In Search of Vanished Blood: Nalini Malani’s Transformative Art

Bansie Vasvani

Nalini Malini’s In Search of Vanished Blood is a ground breaking art installation that interrogates feminist issues through an evocation of ancient Hindu and Greek mythology.

Nalini Malani, In Search of Vanished Blood, Galerie Lelong, New York, 2013

Indian artist Nalini Malani’s seminal piece In Search of Vanished Blood, first shown in 2012 in Kassel, Germany at Documenta 13, has made its debut at Galerie Lelong, New York. What distinguishes this work from previous installations, is its radical submergence of the viewer’s sensibilities in a rotating 360-degree spatial and temporal experience.
In Search of Vanished Blood takes its title from the 1965 Urdu poem ‘Lahu Ka Surag’, and is highly influenced by the 1984 novel Cassandra by Christa Wolf and the 1910 fictional work The Notebooks of Malte Laurids Brigge by Rainer Maria Rilke. Much like Wolf’s protagonist Cassandra, who represents the struggling female artist and the visionary whose visions were disregarded, Malani’s recurring female figures not only address women’s issues but also the artist’s own attempts to be heard. Her personal experience of the traumatic India/Pakistan partition of 1947 commingled with her inspiration from Rilke to explore the idea of existence transforms this historical discourse into a timeless narrative.
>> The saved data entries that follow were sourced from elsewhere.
//! Tuning tables: player and enemy rows, weapon rows, rarity table.
//!
//! Loaded from RON or JSON by file extension. Every section has
//! `#[serde(default)]`, so a file only needs the values it overrides.

use std::path::Path;

use serde::{Deserialize, Serialize};

use crate::balance::BalanceResetPolicy;
use crate::constants::*;
use crate::error::{CombatError, CombatResult};
use crate::rarity::{default_rarity_table, star_multiplier, ItemRarity, RarityRow};
use crate::weapon::{default_weapon_rows, AmmoType, Weapon, WeaponKind, WeaponRow};

#[derive(Debug, Clone, PartialEq, Serialize, Deserialize)]
#[serde(default)]
pub struct PlayerTuning {
    pub max_health: f32,
    pub health_regen_rate: f32,
    pub health_regen_cooldown: f32,
    pub max_stamina: f32,
    pub stamina_regen_rate: f32,
    pub stamina_regen_cooldown: f32,
    pub base_speed: f32,
    pub aim_speed: f32,
    pub sprint_multiplier: f32,
    pub sprint_min_stamina: f32,
    pub sprint_drain: f32,
    pub dodge_cost: f32,
    pub dodge_cooldown: f32,
    pub dodge_duration: f32,
    pub dodge_iframes: f32,
    pub reload_duration: f32,
    pub equip_duration: f32,
    pub equip_grab_delay: f32,
    pub stagger_duration: f32,
    pub hit_react_chance: f32,
    pub recoil_amount: f32,
    pub recoil_camera_speed: f32,
    pub starting_ammo: Vec<(AmmoType, u32)>,
}

impl Default for PlayerTuning {
    fn default() -> Self {
        Self {
            max_health: DEFAULT_MAX_HEALTH,
            health_regen_rate: PLAYER_HEALTH_REGEN_RATE,
            health_regen_cooldown: DEFAULT_HEALTH_REGEN_COOLDOWN,
            max_stamina: PLAYER_MAX_STAMINA,
            stamina_regen_rate: PLAYER_STAMINA_REGEN_RATE,
            stamina_regen_cooldown: PLAYER_STAMINA_REGEN_COOLDOWN,
            base_speed: PLAYER_BASE_SPEED,
            aim_speed: PLAYER_AIM_SPEED,
            sprint_multiplier: SPRINT_SPEED_MULT,
            sprint_min_stamina: SPRINT_MIN_STAMINA,
            sprint_drain: SPRINT_STAMINA_DRAIN,
            dodge_cost: DODGE_STAMINA_COST,
            dodge_cooldown: DODGE_COOLDOWN,
            dodge_duration: DODGE_DURATION,
            dodge_iframes: DODGE_IFRAMES,
            reload_duration: RELOAD_DURATION,
            equip_duration: EQUIP_DURATION,
            equip_grab_delay: EQUIP_GRAB_DELAY,
            stagger_duration: PLAYER_STAGGER_DURATION,
            hit_react_chance: PLAYER_HIT_REACT_CHANCE,
            recoil_amount: RECOIL_AMOUNT,
            recoil_camera_speed: RECOIL_CAMERA_SPEED,
            starting_ammo: vec![
                (AmmoType::NineMillimeter, STARTING_9MM_AMMO),
                (AmmoType::AssaultRifle, STARTING_AR_AMMO),
            ],
        }
    }
}

/// Per-enemy stat row
#[derive(Debug, Clone, PartialEq, Serialize, Deserialize)]
#[serde(default)]
pub struct EnemyTuning {
    pub max_health: f32,
    pub max_balance: f32,
    pub balance_recovery_rate: f32,
    pub attack_damage: f32,
    pub attack_wait: f32,
    pub attack_duration: f32,
    pub stagger_duration: f32,
    pub roar_duration: f32,
    pub dodge_duration: f32,
    pub taunt_duration: f32,
    pub base_speed: f32,
    pub rush_multiplier: f32,
    pub hit_react_chance: f32,
    pub dodge_chance: f32,
    pub roar_chance: f32,
    pub weakspot_bone: String,
}

impl Default for EnemyTuning {
    fn default() -> Self {
        Self {
            max_health: DEFAULT_MAX_HEALTH,
            max_balance: ENEMY_MAX_BALANCE,
            balance_recovery_rate: ENEMY_BALANCE_RECOVERY_RATE,
            attack_damage: ENEMY_ATTACK_DAMAGE,
            attack_wait: ENEMY_ATTACK_WAIT,
            attack_duration: ENEMY_ATTACK_DURATION,
            stagger_duration: ENEMY_STAGGER_DURATION,
            roar_duration: ENEMY_ROAR_DURATION,
            dodge_duration: ENEMY_DODGE_DURATION,
            taunt_duration: ENEMY_TAUNT_DURATION,
            base_speed: ENEMY_BASE_SPEED,
            rush_multiplier: RUSH_SPEED_MULT,
            hit_react_chance: ENEMY_HIT_REACT_CHANCE,
            dodge_chance: ENEMY_DODGE_CHANCE,
            roar_chance: ENEMY_ROAR_CHANCE,
            weakspot_bone: DEFAULT_WEAKSPOT_BONE.to_string(),
        }
    }
}

#[derive(Debug, Clone, PartialEq, Serialize, Deserialize)]
#[serde(default)]
pub struct ExplosiveTuning {
    pub base_damage: f32,
    pub radius: f32,
}

impl Default for ExplosiveTuning {
    fn default() -> Self {
        Self {
            base_damage: EXPLOSIVE_BASE_DAMAGE,
            radius: EXPLOSIVE_RADIUS,
        }
    }
}

#[derive(Debug, Clone, PartialEq, Serialize, Deserialize)]
#[serde(default)]
pub struct SpawnerTuning {
    pub count: u32,
    pub interval: f32,
    pub radius: f32,
    pub aggressive: bool,
}

impl Default for SpawnerTuning {
    fn default() -> Self {
        Self {
            count: SPAWNER_COUNT,
            interval: SPAWNER_INTERVAL,
            radius: SPAWNER_RADIUS,
            aggressive: true,
        }
    }
}

#[derive(Debug, Clone, PartialEq, Serialize, Deserialize)]
#[serde(default)]
pub struct CombatConfig {
    pub seed: u64,
    pub balance_reset: BalanceResetPolicy,
    pub player: PlayerTuning,
    pub enemy: EnemyTuning,
    pub explosive: ExplosiveTuning,
    pub spawner: SpawnerTuning,
    pub weapons: Vec<WeaponRow>,
    pub rarities: Vec<RarityRow>,
}

impl Default for CombatConfig {
    fn default() -> Self {
        Self {
            seed: DEFAULT_SEED,
            balance_reset: BalanceResetPolicy::default(),
            player: PlayerTuning::default(),
            enemy: EnemyTuning::default(),
            explosive: ExplosiveTuning::default(),
            spawner: SpawnerTuning::default(),
            weapons: default_weapon_rows(),
            rarities: default_rarity_table(),
        }
    }
}

impl CombatConfig {
    /// Load and validate a config file; `.ron` and `.json` are supported.
    pub fn load(path: impl AsRef<Path>) -> CombatResult<Self> {
        let path = path.as_ref();
        let text = std::fs::read_to_string(path)?;
        let config = match path.extension().and_then(|e| e.to_str()) {
            Some("ron") => Self::from_ron_str(&text)?,
            Some("json") => Self::from_json_str(&text)?,
            _ => return Err(CombatError::UnsupportedFormat(path.to_path_buf())),
        };
        config.validate()?;
        tracing::info!(?path, weapons = config.weapons.len(), "loaded combat config");
        Ok(config)
    }

    /// Like `load`, but a missing or invalid file falls back to the defaults
    /// with a warning.
    pub fn load_or_default(path: impl AsRef<Path>) -> Self {
        let path = path.as_ref();
        Self::load(path).unwrap_or_else(|e| {
            tracing::warn!(?path, "using default tuning: {}", e);
            Self::default()
        })
    }

    pub fn from_ron_str(text: &str) -> CombatResult<Self> {
        Ok(ron::from_str(text)?)
    }

    pub fn from_json_str(text: &str) -> CombatResult<Self> {
        Ok(serde_json::from_str(text)?)
    }

    pub fn to_ron_string(&self) -> String {
        ron::ser::to_string_pretty(self, ron::ser::PrettyConfig::default()).unwrap_or_default()
    }

    pub fn validate(&self) -> CombatResult<()> {
        let invalid = |msg: String| Err(CombatError::InvalidConfig(msg));

        if self.player.max_health <= 0.0 || self.enemy.max_health <= 0.0 {
            return invalid("max health must be positive".into());
        }
        if self.player.max_stamina <= 0.0 {
            return invalid("player max stamina must be positive".into());
        }
        if self.enemy.max_balance <= 0.0 {
            return invalid("enemy max balance must be positive".into());
        }
        if !(0.0..=1.0).contains(&self.player.hit_react_chance) {
            return invalid("player hit react chance must be within 0-1".into());
        }
        let mut seen = std::collections::HashSet::new();
        for row in &self.weapons {
            if !seen.insert(row.name.as_str()) {
                return invalid(format!("duplicate weapon row '{}'", row.name));
            }
            if row.magazine_capacity == 0 {
                return invalid(format!("{}: magazine capacity must be non-zero", row.name));
            }
            if row.fire_rate <= 0.0 {
                return invalid(format!("{}: fire rate must be positive", row.name));
            }
            if !(0.0..=100.0).contains(&row.accuracy) || !(0.0..=100.0).contains(&row.stability) {
                return invalid(format!("{}: accuracy and stability are 0-100", row.name));
            }
        }
        Ok(())
    }

    pub fn weapon_row(&self, kind: WeaponKind) -> Option<&WeaponRow> {
        self.weapons.iter().find(|r| r.kind == kind)
    }

    /// Damage scale for `rarity`, from the table when present.
    pub fn rarity_multiplier(&self, rarity: ItemRarity) -> f32 {
        self.rarities
            .iter()
            .find(|r| r.rarity == rarity)
            .map(RarityRow::multiplier)
            .unwrap_or_else(|| star_multiplier(rarity.stars()))
    }

    pub fn build_weapon(&self, kind: WeaponKind, rarity: ItemRarity) -> Option<Weapon> {
        self.weapon_row(kind)
            .map(|row| Weapon::from_row(row, self.rarity_multiplier(rarity), rarity))
    }
}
Nalini Malani, In Search of Vanished Blood, Galerie Lelong, New York, 2013

Malani’s work consists of a range of highly codified images that are culled from Hindu mythology, ancient Greek and Indian history, prehistoric imagery, ecological disasters, and women’s issues. Acutely political, but not delivered in a straightforward formal style, her narrative is communicated in a syntax that is both playful and bizarre. Five rotating Mylar cylinders hung from the ceiling bleed with liquid watercolour figures painted on the transparent surface. Appearing vulnerable and enigmatic, each figure is reverse painted in the traditional Indian glass painting technique introduced by the Chinese in the fourteenth century. Accompanied by a six-channel video, Malani converts these figures into a panoply of seamless, magnified shadows that are cast onto the surrounding walls through light projected on to the moving cylinders.
Entering the space is an intensely visceral experience wherein the viewer’s gaze and body are fully engaged with the work. The artist’s endeavour is as much theatre as it is a visual encounter in the way she blends dark moving shadows with pictorial references to contemporary events. Looming forms of dinosaurs, under water sea animals, Kali the Indian goddess of destruction, bloody human figures, urban skylines, gestures from sign language, ecological disasters, women, and a gigantic prostrate female figure are some of the images that swirl around the viewer mingling myth with the everyday world. An eerie sound track and a profusion of reds, oranges, yellows, blues, greys, and blacks submerge the viewer in what is akin to an underwater experience leaving one to contemplate the significance of her alchemical process and its blurring of specific identities.

Voiceovers in a range of female intonations express the call of doomsday and female injustices.A series of disjointed utterances such as ‘this is Cassandra speaking’, ‘in the heart of darkness’, ‘I reject all the sperm I have received’, and ‘I take back the world I gave birth to’, bring our attention to the continual struggle for women’s equality, and the difficulties of the world we live in. Its destructive path is offered in fragments, traces, and erasures that point towards a new visual language. Without being offered any synthesis or resolution, one is left to ponder the limits of rationality.
In his catalogue essay that accompanied Malani’s installation at Documenta, socio-cultural anthropologist Arjun Appadurai writes a brief exegesis of the misinterpretation of the Gandhian principle of non-violence, which is based on the need to take action, as a perverse call for violence. It dovetails Malani’s outcry against the aimlessness of war and the need to resort to brutality to sort out human differences. Referencing the traumatic bloodbath of the Partition and other horrific acts against humanity, Malani raises important questions about the meaning of existence and the role one plays in the world.
In Search of Vanished Blood is as much a search for roots, brotherhood, and camaraderie as it is a despairing cry for what is going on around us and what is possibly to come. For Malani her place as an artist is best served in her ability to purge, heal, and metamorphose the viewer’s experience through her enthralling 360-degree installation.